(Stored items from a collection)
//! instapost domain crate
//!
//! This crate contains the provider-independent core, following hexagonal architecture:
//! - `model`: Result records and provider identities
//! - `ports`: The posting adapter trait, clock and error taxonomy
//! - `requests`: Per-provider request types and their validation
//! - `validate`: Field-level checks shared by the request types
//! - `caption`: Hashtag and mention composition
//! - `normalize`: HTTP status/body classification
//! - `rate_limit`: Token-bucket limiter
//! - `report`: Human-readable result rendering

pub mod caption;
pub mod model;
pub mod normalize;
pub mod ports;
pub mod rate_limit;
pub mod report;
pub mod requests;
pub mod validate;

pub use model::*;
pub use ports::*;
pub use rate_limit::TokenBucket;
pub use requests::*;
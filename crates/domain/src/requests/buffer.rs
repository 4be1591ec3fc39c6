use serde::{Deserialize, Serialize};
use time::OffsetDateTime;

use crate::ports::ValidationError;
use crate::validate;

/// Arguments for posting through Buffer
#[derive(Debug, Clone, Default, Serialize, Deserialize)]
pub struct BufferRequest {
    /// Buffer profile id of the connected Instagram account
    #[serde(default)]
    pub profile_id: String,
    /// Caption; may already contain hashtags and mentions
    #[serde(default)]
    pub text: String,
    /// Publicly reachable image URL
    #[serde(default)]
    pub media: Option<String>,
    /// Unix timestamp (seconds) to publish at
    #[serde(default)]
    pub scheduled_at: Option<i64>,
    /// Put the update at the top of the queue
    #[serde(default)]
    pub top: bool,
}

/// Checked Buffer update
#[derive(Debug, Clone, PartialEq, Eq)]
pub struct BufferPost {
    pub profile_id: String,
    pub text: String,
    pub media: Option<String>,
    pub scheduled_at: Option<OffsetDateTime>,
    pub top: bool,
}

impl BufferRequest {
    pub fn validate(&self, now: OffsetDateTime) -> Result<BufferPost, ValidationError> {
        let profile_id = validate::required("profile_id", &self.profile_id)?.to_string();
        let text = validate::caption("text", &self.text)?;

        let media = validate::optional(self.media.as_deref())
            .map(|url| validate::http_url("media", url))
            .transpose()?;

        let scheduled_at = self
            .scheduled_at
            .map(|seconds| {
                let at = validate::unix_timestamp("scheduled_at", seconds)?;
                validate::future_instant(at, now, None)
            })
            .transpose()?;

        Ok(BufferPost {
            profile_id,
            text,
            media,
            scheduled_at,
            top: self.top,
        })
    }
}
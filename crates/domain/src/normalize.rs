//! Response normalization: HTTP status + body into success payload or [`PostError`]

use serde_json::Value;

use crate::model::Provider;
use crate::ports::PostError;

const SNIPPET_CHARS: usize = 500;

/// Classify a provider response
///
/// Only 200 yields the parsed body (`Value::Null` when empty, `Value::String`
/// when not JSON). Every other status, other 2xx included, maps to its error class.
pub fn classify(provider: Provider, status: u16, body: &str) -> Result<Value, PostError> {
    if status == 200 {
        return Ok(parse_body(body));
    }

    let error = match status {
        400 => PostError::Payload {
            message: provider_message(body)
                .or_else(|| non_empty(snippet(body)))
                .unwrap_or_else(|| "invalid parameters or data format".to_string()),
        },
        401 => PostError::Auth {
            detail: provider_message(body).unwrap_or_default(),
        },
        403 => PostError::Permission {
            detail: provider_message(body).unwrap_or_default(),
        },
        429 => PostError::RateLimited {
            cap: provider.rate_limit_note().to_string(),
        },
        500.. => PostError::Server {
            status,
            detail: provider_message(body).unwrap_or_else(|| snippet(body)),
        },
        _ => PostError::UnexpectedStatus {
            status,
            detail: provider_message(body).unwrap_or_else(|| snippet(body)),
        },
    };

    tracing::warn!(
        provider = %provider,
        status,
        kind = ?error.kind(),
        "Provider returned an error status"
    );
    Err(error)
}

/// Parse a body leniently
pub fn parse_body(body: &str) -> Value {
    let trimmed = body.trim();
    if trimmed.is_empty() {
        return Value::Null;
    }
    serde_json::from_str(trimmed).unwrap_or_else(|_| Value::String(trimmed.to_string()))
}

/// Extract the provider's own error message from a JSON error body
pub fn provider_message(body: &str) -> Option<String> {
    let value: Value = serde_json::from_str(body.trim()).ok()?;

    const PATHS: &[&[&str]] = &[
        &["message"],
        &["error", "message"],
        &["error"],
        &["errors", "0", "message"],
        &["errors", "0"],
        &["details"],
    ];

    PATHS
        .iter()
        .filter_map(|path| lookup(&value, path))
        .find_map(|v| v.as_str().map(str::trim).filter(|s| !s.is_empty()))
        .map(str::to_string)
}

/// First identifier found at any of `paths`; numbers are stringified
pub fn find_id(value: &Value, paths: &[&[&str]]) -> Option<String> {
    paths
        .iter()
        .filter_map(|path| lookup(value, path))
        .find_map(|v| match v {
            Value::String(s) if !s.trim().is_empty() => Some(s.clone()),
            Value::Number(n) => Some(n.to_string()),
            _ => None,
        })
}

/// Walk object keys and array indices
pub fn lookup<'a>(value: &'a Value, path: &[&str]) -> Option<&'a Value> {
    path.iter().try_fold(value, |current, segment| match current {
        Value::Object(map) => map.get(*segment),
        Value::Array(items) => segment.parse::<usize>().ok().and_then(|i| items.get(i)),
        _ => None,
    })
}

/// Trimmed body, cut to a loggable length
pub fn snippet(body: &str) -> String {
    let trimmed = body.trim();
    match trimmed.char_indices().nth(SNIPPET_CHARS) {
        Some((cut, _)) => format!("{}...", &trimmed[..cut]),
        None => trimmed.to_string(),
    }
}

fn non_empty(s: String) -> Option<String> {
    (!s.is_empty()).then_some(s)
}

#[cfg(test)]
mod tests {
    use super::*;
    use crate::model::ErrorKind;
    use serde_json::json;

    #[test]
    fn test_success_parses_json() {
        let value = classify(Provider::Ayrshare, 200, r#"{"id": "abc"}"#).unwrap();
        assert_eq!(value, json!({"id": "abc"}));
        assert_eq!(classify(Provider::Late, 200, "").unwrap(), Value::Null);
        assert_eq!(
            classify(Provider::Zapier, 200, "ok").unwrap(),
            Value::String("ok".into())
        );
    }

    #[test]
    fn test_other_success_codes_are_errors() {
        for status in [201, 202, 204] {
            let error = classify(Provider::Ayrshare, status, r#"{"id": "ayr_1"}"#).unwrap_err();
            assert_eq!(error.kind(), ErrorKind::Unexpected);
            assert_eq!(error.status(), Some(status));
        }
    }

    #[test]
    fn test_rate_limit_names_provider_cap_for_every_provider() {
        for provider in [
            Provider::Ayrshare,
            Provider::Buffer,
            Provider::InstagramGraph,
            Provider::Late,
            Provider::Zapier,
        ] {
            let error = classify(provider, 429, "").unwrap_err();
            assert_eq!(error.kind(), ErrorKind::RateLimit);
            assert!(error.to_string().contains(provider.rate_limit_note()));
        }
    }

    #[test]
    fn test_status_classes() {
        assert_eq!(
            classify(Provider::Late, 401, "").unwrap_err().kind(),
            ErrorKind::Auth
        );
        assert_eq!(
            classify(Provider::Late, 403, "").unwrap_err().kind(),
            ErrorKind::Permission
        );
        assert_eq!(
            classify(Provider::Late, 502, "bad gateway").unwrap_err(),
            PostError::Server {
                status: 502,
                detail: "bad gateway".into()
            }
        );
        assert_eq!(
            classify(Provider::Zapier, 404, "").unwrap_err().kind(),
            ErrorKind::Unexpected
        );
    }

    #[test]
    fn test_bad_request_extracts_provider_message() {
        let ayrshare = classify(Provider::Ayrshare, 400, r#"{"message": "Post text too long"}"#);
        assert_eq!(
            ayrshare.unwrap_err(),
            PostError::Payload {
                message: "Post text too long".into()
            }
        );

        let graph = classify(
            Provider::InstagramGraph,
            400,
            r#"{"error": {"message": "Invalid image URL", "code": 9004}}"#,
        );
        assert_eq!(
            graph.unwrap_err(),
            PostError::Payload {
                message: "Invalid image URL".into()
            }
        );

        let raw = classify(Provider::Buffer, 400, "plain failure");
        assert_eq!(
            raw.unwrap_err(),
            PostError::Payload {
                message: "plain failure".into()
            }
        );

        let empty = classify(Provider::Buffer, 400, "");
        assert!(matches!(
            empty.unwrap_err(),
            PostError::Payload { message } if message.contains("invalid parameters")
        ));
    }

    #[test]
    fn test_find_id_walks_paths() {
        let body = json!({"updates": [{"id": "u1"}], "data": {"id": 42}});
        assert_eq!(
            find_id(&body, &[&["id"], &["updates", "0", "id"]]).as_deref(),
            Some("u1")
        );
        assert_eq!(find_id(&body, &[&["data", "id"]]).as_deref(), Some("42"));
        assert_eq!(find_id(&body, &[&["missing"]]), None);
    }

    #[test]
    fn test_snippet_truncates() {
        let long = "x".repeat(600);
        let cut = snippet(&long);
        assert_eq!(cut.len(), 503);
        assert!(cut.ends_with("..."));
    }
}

* * *

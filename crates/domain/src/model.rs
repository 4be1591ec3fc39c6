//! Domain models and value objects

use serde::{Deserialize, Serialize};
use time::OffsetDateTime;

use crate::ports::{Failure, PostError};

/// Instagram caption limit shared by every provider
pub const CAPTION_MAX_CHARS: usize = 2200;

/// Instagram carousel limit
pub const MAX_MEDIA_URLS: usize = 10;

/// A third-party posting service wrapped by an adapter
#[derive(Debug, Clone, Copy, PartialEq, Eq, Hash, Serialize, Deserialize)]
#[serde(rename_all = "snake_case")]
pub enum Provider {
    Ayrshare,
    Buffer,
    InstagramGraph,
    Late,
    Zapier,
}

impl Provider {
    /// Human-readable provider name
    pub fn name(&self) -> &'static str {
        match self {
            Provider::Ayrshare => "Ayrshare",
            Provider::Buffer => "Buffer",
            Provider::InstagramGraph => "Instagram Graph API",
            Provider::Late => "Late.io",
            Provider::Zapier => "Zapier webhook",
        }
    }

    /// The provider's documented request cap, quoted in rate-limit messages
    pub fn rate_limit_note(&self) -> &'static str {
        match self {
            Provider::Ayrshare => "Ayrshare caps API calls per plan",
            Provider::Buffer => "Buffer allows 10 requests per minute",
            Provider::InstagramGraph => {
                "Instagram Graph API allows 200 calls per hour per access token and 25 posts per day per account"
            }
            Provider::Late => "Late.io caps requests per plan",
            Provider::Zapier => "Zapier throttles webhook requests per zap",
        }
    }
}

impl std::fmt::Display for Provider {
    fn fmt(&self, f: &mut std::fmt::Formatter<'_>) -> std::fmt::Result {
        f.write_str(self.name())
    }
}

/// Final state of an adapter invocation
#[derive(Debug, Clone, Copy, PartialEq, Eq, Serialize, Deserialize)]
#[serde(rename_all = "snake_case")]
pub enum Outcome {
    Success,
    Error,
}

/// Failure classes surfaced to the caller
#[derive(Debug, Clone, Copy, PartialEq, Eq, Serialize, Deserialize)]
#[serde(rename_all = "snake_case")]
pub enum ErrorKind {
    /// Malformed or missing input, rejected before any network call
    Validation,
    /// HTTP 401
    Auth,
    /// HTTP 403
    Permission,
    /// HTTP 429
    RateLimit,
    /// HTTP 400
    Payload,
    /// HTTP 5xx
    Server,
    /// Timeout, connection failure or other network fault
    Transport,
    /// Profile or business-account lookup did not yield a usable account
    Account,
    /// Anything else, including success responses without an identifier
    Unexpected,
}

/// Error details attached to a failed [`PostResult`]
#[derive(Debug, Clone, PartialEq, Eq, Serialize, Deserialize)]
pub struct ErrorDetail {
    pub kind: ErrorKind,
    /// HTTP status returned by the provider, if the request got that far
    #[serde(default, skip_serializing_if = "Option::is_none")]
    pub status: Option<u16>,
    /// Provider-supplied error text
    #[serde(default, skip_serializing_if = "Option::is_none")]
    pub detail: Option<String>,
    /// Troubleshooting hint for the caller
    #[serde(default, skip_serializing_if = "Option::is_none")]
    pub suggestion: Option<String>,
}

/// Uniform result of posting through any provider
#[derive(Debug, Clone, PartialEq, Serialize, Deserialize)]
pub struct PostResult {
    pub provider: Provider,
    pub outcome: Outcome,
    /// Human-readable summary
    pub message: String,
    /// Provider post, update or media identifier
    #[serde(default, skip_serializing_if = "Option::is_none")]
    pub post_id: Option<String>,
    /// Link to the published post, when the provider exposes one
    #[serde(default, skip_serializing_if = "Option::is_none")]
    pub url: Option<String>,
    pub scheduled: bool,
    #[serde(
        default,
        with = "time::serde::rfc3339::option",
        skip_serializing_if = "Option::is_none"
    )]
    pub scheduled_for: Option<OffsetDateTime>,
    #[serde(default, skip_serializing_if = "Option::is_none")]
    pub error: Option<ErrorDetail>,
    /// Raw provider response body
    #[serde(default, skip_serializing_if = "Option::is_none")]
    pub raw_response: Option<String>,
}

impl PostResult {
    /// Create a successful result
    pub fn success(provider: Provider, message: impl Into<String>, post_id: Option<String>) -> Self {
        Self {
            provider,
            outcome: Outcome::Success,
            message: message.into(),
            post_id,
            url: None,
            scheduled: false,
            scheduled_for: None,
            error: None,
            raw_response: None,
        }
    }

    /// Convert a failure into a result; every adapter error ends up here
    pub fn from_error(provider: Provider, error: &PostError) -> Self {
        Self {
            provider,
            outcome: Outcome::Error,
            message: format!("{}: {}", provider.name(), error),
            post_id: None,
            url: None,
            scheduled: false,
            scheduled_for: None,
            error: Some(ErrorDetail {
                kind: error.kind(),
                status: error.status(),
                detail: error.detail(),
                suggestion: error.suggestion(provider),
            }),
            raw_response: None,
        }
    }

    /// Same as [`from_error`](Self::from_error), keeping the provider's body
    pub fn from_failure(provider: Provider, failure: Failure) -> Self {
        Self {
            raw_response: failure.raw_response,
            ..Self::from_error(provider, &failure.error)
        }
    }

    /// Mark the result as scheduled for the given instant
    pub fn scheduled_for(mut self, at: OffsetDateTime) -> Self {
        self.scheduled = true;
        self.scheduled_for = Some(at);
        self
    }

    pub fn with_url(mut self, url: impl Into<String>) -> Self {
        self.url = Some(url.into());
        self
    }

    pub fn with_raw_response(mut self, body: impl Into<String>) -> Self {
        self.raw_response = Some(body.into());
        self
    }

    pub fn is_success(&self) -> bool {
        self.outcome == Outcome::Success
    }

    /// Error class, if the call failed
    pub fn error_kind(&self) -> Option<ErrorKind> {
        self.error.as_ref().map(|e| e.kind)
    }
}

ACTIVITY | Above are the entries; copy every line among them that contains the word "derive".

COMPLETED EXERCISE |
#[derive(Debug, Clone, Default, Serialize, Deserialize)]
#[derive(Debug, Clone, PartialEq, Eq)]
#[derive(Debug, Clone, Copy, PartialEq, Eq, Hash, Serialize, Deserialize)]
#[derive(Debug, Clone, Copy, PartialEq, Eq, Serialize, Deserialize)]
#[derive(Debug, Clone, Copy, PartialEq, Eq, Serialize, Deserialize)]
#[derive(Debug, Clone, PartialEq, Eq, Serialize, Deserialize)]
#[derive(Debug, Clone, PartialEq, Serialize, Deserialize)]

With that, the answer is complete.